Dear Brothers and Sisters in the Lord:

   Today we begin the season of Lent, the Church’s annual retreat. This season, marked by the traditional practices of prayer, fasting and almsgiving, invites us to a spiritual discipline that allows God to work silently within us as we prepare for the Solemnity of Easter with hearts and minds renewed.

   We are in the midst of the Jubilee Year of Mercy proclaimed by Pope Francis. The Holy Father asks that the season of Lent “be lived more intensely as a privileged moment to celebrate and experience God’s mercy” (Misericordiae Vultus, 17).

   Allow me to suggest that you look to Pope Francis and his hopes for the Year of Mercy for your Lenten practices.

   Prayerful reading and meditation on Sacred Scripture. “How many pages of Sacred Scripture are appropriate for meditation during the weeks of Lent to help us discover the merciful face of the Father!” (Misericordiae Vultus, 17).
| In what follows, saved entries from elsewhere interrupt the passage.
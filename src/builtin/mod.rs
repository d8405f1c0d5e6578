//! Builtin grammar definitions
//!
//! A starter set covering configuration, data, shell, markup, and
//! scripting syntax. Each grammar lives in its own file and is
//! registered by [`crate::Registry::with_builtins`] in the order
//! below.

mod common;

mod bash;
mod diff;
mod ini;
mod json;
mod markdown;
mod python;
mod xml;

use crate::grammar::Grammar;

/// All builtin grammar definitions, in registration order
pub(crate) fn all_grammars() -> Vec<Grammar> {
    vec![
        ini::ini_grammar(),
        diff::diff_grammar(),
        bash::bash_grammar(),
        python::python_grammar(),
        xml::xml_grammar(),
        markdown::markdown_grammar(),
        json::json_grammar(),
    ]
}
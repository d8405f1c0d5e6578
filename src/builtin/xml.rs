//! xml / html grammar

use crate::builtin::common::comment;
use crate::grammar::{Grammar, Mode};
use crate::token::TokenType;

const TAG_NAME: &str = r"[A-Za-z0-9\._:-]+";

fn attr_string(begin: &str, end: &str) -> Mode {
    Mode::new()
        .class(TokenType::String)
        .begin(begin)
        .end(end)
        .ends_parent()
}

/// Attribute machinery inside a tag: names, and `=`-values whose
/// string also closes the value context
fn tag_internals() -> Mode {
    Mode::new()
        .ends_with_parent()
        .illegal("<")
        .relevance(0)
        .contains(vec![
            Mode::new()
                .class(TokenType::Attr)
                .begin(TAG_NAME)
                .relevance(0)
                .into(),
            Mode::new()
                .begin(r"=\s*")
                .relevance(0)
                .contains(vec![
                    attr_string("\"", "\"").into(),
                    attr_string("'", "'").into(),
                    attr_string(r#"[^\s"'=<>`]+"#, r"\B|\b").into(),
                ])
                .into(),
        ])
}

/// Create the xml grammar definition
pub(crate) fn xml_grammar() -> Grammar {
    Grammar::new("xml")
        .alias(&["html", "xhtml", "rss", "atom", "xjb", "xsd", "xsl", "plist"])
        .case_insensitive()
        .contains(vec![
            Mode::new()
                .class(TokenType::Meta)
                .begin("<!DOCTYPE")
                .end(">")
                .relevance(10)
                .contains(vec![Mode::new().begin(r"\[").end(r"\]").into()])
                .into(),
            comment("<!--", "-->").relevance(10).into(),
            Mode::new()
                .begin(r"<!\[CDATA\[")
                .end(r"\]\]>")
                .relevance(10)
                .into(),
            Mode::new()
                .class(TokenType::Meta)
                .begin(r"<\?xml")
                .end(r"\?>")
                .relevance(10)
                .into(),
            Mode::new()
                .class(TokenType::Meta)
                .begin(r"<\?\w+")
                .end(r"\?>")
                .into(),
            Mode::new()
                .class(TokenType::Tag)
                .begin("</?")
                .end("/?>")
                .contains(vec![
                    Mode::new()
                        .class(TokenType::Name)
                        .begin(r"[^/><\s]+")
                        .relevance(0)
                        .into(),
                    tag_internals().into(),
                ])
                .into(),
        ])
}
//! hilite - a generic multi-language syntax highlighting engine
//!
//! Grammars describe a language's lexical structure as a declarative
//! mode tree; the registry compiles them once into efficient matchers
//! and streams input through a mode-stack tokenizer, emitting a flat
//! stream of classified spans. When no language is given, every
//! registered grammar is scored and the most relevant wins. Rendered
//! markup preserves any tags already present in the input.
//!
//! ```
//! use hilite::Registry;
//!
//! let mut registry = Registry::with_builtins();
//! let result = registry.tokenize("ini", "[section]\nkey = 1\n").unwrap();
//! assert!(result.markup.contains("hljs-section"));
//!
//! let detected = registry.tokenize_auto("{\"a\": [1, 2]}", None);
//! assert_eq!(detected.language.as_deref(), Some("json"));
//! ```

mod builtin;
mod compile;
mod config;
mod detect;
mod error;
mod grammar;
mod grammar_file;
mod registry;
mod render;
mod token;
mod tokenizer;

pub use config::{Config, ConfigPatch};
pub use error::{HighlightError, Result};
pub use grammar::{Grammar, Keywords, Mode, ModeRef};
pub use registry::Registry;
pub use token::{Highlight, Token, TokenType};

#[cfg(test)]
mod tests {
    use super::*;

    fn assert_round_trip(registry: &mut Registry, language: &str, text: &str) {
        let result = registry.tokenize(language, text).unwrap();
        let joined: String = result.tokens.iter().map(|t| t.text.as_str()).collect();
        assert_eq!(joined, text, "{language} must reproduce its input");

        let mut offset = 0;
        for token in &result.tokens {
            assert_eq!(token.start, offset, "{language} spans must not overlap");
            assert!(token.start < token.end);
            offset = token.end;
        }
    }

    #[test]
    fn test_round_trip_across_builtins() {
        let mut registry = Registry::with_builtins();
        let samples = [
            ("ini", "[core]\nname = \"demo\"\nspeed = 9\n"),
            ("json", "{\"k\": [true, null, 2.5]}"),
            ("diff", "--- a/x\n+++ b/x\n@@ -1,2 +1,2 @@\n-old\n+new\n"),
            ("bash", "#!/bin/sh\nexport P=\"$HOME\"\n"),
            ("xml", "<p class=\"big\">text</p>"),
            ("markdown", "# h\n\n- a\n- b\n\n`code`\n"),
            ("python", "def f(x):\n    return x\n"),
        ];
        for (language, text) in samples {
            assert_round_trip(&mut registry, language, text);
        }
    }

    #[test]
    fn test_auto_detection_is_deterministic() {
        let mut registry = Registry::with_builtins();
        let text = "[section]\nkey = 1\n";
        let first = registry.tokenize_auto(text, None);
        assert_eq!(first.language.as_deref(), Some("ini"));
        for _ in 0..3 {
            let again = registry.tokenize_auto(text, None);
            assert_eq!(again.language, first.language);
            assert_eq!(again.relevance, first.relevance);
        }
    }

    #[test]
    fn test_auto_detection_shebang() {
        let mut registry = Registry::with_builtins();
        let result = registry.tokenize_auto("#!/bin/bash\necho hi\n", None);
        assert_eq!(result.language.as_deref(), Some("bash"));
    }

    #[test]
    fn test_ini_assignment_tokens() {
        let mut registry = Registry::with_builtins();
        let result = registry.tokenize("ini", "[section]\nkey = 1\n").unwrap();
        let kinds: Vec<_> = result
            .tokens
            .iter()
            .map(|t| (t.kind, t.text.as_str()))
            .collect();
        assert!(kinds.contains(&(Some(TokenType::Section), "[section]")));
        assert!(kinds.contains(&(Some(TokenType::Attr), "key")));
        assert!(kinds.contains(&(Some(TokenType::Number), "1")));
    }

    #[test]
    fn test_json_member_tokens() {
        let mut registry = Registry::with_builtins();
        let result = registry.tokenize("json", "{\"a\":1}").unwrap();
        let kinds: Vec<_> = result
            .tokens
            .iter()
            .map(|t| (t.kind, t.text.as_str()))
            .collect();
        assert!(kinds.contains(&(Some(TokenType::Attr), "\"a\"")));
        assert!(kinds.contains(&(None, ":")));
        assert!(kinds.contains(&(Some(TokenType::Number), "1")));
    }

    #[test]
    fn test_configure_empty_is_idempotent() {
        let mut registry = Registry::with_builtins();
        registry.configure(ConfigPatch {
            class_prefix: Some("lang-".to_string()),
            ..Default::default()
        });
        let before = registry.config().clone();
        registry.configure(ConfigPatch::default());
        assert_eq!(*registry.config(), before);
    }

    #[test]
    fn test_duplicate_builtin_rejected() {
        let mut registry = Registry::with_builtins();
        let count = registry.list_languages().len();
        let result = registry.register(Grammar::new("json"));
        assert!(matches!(result, Err(HighlightError::DuplicateName(_))));
        assert_eq!(registry.list_languages().len(), count);
    }
}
The scripture readings for the Sundays during Lent are a good source for your prayerful consideration. Or, you might consider the parables of mercy found in Chapter 15 of St. Luke’s Gospel. The prayerful reading of the Gospel will reveal the mercy of Jesus as He heals, forgives sins, comforts the afflicted and instructs the crowds. It will also awaken you to the call to extend mercy to others.

   Receive the Sacrament of Reconciliation. The Sacrament of Penance is a great treasure. We may be tempted to dismiss it, perhaps due to laziness or embarrassment, or because of a diminishing sense of sin and its effect. Too often we see ourselves as the center of things, and our lives can go adrift. The sacrament of Reconciliation calls us back to God and embraces us with his infinite mercy and joy. “Don’t be afraid of confession. When someone is in line for confession he feels fear, shame, embarrassment but then he finishes confessing he leaves feeling free, great, beautiful, forgiven, clean, happy” (Pope Francis, General Audience, February 19, 2014).

   Pope Francis asks us to observe on March 4-5 the initiative of “24 Hours for the Lord.” I have asked that each region of the diocese have churches designated for this initiative. I am happy to announce that Holy Family Church in Syracuse, St. Daniel Church in Syracuse, St. Joseph and St. Patrick Church in Utica, Transfiguration Church in Rome, Holy Family Church in Endwell, Our Lady of Good Counsel Church in Endicott and St. Peter’s Church in Oswego will be observing this period with Eucharistic Adoration and a period of time for the reception of the Sacrament of Reconciliation.

   If you are unable to participate in the “24 Hours for the Lord” on the days designated for this initiative, all our parishes offer regular opportunities for confession. Many of our churches will also open their doors during Lent for Eucharistic Adoration where you can simply “be still with the Lord.”

   Practice works of mercy. Pope Francis hopes the Jubilee Year of Mercy will be an occasion for people to reflect on the corporal and spiritual works of mercy. The works of mercy are charitable actions by which we come to the aid of a neighbor in his spiritual and bodily necessities. Jesus introduces us to these works of mercy in His preaching and actions.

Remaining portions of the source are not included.